I have server with dual Xeon Scalable 6148 CPUs running HPC application.
- Base clock: 2.4GHz
- All core Turbo: 3.1 GHz
Some processing threads are not scaling well and are sensitive to cpu clock. I was playing little with setting affinity and disabling HT on cores running critical threads. But at some point I have noticed 10%+ performance difference between two sockets. After some testing I have found out that both sockets run at different clock speed under load.

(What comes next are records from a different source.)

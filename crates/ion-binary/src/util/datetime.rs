//! Civil calendar arithmetic and timestamp text formatting.
//!
//! Timestamps travel in UTC; these helpers shift them by an offset in minutes
//! and render the local result in RFC 3339 style.

pub(crate) const MINUTES_PER_DAY: i64 = 24 * 60;
pub(crate) const MILLISECONDS_PER_MINUTE: i64 = 60 * 1000;
pub(crate) const MILLISECONDS_PER_DAY: i64 = MINUTES_PER_DAY * MILLISECONDS_PER_MINUTE;

/// Returns true if the given year is a leap year.
pub fn is_leap_year(year: i64) -> bool {
    (year % 4 == 0 && year % 100 != 0) || (year % 400 == 0)
}

/// Returns the number of days in a given month (1-indexed), or 0 for an
/// invalid month.
pub fn days_in_month(year: i64, month: u32) -> u32 {
    match month {
        1 | 3 | 5 | 7 | 8 | 10 | 12 => 31,
        4 | 6 | 9 | 11 => 30,
        2 => {
            if is_leap_year(year) {
                29
            } else {
                28
            }
        }
        _ => 0,
    }
}

/// Calculates days since Unix epoch for a given date.
pub fn date_to_days(year: i64, month: u32, day: u32) -> i64 {
    // Howard Hinnant's days_from_civil.
    let y = if month <= 2 { year - 1 } else { year };
    let m = if month <= 2 {
        i64::from(month) + 9
    } else {
        i64::from(month) - 3
    };

    let era = if y >= 0 { y } else { y - 399 } / 400;
    let yoe = y - era * 400;
    let doy = (153 * m + 2) / 5 + i64::from(day) - 1;
    let doe = yoe * 365 + yoe / 4 - yoe / 100 + doy;

    era * 146097 + doe - 719468
}

/// Converts days since Unix epoch to (year, month, day).
pub fn days_to_date(days: i64) -> (i64, u32, u32) {
    let z = days + 719468;
    let era = if z >= 0 { z } else { z - 146096 } / 146097;
    let doe = z - era * 146097;
    let yoe = (doe - doe / 1460 + doe / 36524 - doe / 146096) / 365;
    let y = yoe + era * 400;
    let doy = doe - (365 * yoe + yoe / 4 - yoe / 100);
    let mp = (5 * doy + 2) / 153;
    let d = (doy - (153 * mp + 2) / 5 + 1) as u32;
    let m = if mp < 10 { mp + 3 } else { mp - 9 } as u32;

    let year = if m <= 2 { y + 1 } else { y };
    (year, m, d)
}

/// Shifts a UTC date and time of day by `offset_min` minutes.
///
/// Returns the local `(year, month, day, hour, minute)`.
pub fn shift_minutes(
    year: i64,
    month: u32,
    day: u32,
    hour: u32,
    minute: u32,
    offset_min: i32,
) -> (i64, u32, u32, u32, u32) {
    let total = date_to_days(year, month, day) * MINUTES_PER_DAY
        + i64::from(hour) * 60
        + i64::from(minute)
        + i64::from(offset_min);
    let days = total.div_euclid(MINUTES_PER_DAY);
    let minute_of_day = total.rem_euclid(MINUTES_PER_DAY);
    let (year, month, day) = days_to_date(days);
    (
        year,
        month,
        day,
        (minute_of_day / 60) as u32,
        (minute_of_day % 60) as u32,
    )
}

/// Formats an offset in minutes as `Z`, `+HH:MM` or `-HH:MM`.
///
/// An unknown offset renders as `-00:00`.
pub fn format_offset(offset_min: Option<i32>) -> String {
    match offset_min {
        None => "-00:00".to_string(),
        Some(0) => "Z".to_string(),
        Some(offset) => {
            let sign = if offset >= 0 { '+' } else { '-' };
            let abs_offset = offset.unsigned_abs();
            format!("{}{:02}:{:02}", sign, abs_offset / 60, abs_offset % 60)
        }
    }
}

/// Formats fractional-second digits, padding `digits` on the left to `scale`
/// places. Returns an empty string when `scale` is zero.
pub fn format_fraction(digits: &str, scale: usize) -> String {
    if scale == 0 {
        return String::new();
    }
    format!(".{:0>width$}", digits, width = scale)
}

Here is fragment of output from turbostat
:
Package Core CPU Avg_MHz Busy% Bzy_MHz TSC_MHz IRQ SMI C1 C1E C6 C1% C1E% C6% CPU%c1 CPU%c6 CoreTmp PkgTmp Pkg%pc2 PkgWatt RAMWatt PKG_% RAM_%
- - - 1468 51.37 2864 1596 233634 0 1186 5607 24389 0.04 0.80 47.53 48.63 0.00 73 73 0.00 299.11 102.75 0.00 0.00
0 0 0 2738 99.46 2759 1596 5059 0 0 0 0 0.00 0.00 0.00 0.54 0.00 68 70 0.00 149.54 55.11 0.00 0.00
0 0 40 2738 99.46 2759 1596 5059 0 0 0 0 0.00 0.00 0.00 0.54
0 1 1 2738 99.48 2759 1596 5057 0 0 0 0 0.00 0.00 0.00 0.52 0.00 67
0 1 41 90 3.27 2755 1596 4889 0 153 776 4845 0.30 4.56 91.92 96.73
0 2 2 2738 99.46 2759 1596 5059 0 0 0 0 0.00 0.00 0.00 0.54 0.00 67
0 2 42 63 2.30 2739 1596 221 0 3 97 149 0.01 1.29 96.38 97.70
0 3 3 2737 99.45 2759 1596 5059 0 0 0 0 0.00 0.00 0.00 0.55 0.00 69
1 0 20 2954 99.54 2975 1596 5060 0 0 0 0 0.00 0.00 0.00 0.46 0.00 69 73 0.00 149.57 47.64 0.00 0.00
1 0 60 14 0.49 2972 1596 705 0 2 120 745 0.00 1.00 98.51 99.51
1 1 21 2953 99.53 2975 1596 5059 0 0 0 0 0.00 0.00 0.00 0.47 0.00 70
1 1 61 13 0.45 2981 1596 535 0 6 25 539 0.03 0.38 99.14 99.55
1 2 22 2954 99.55 2975 1596 5059 0 0 0 0 0.00 0.00 0.00 0.45 0.00 72
1 2 62 11 0.36 2978 1596 572 0 1 46 616 0.00 0.60 99.03 99.64
Difference is 200-300 MHz.
Initially I have suspected uneven load from app, but what is show above is just dummy load using
multiple instances of yes > /dev/null &
Thermals seems to be fine for both CPU.
What can be a reason of such difference in speed in what seems to be balanced load?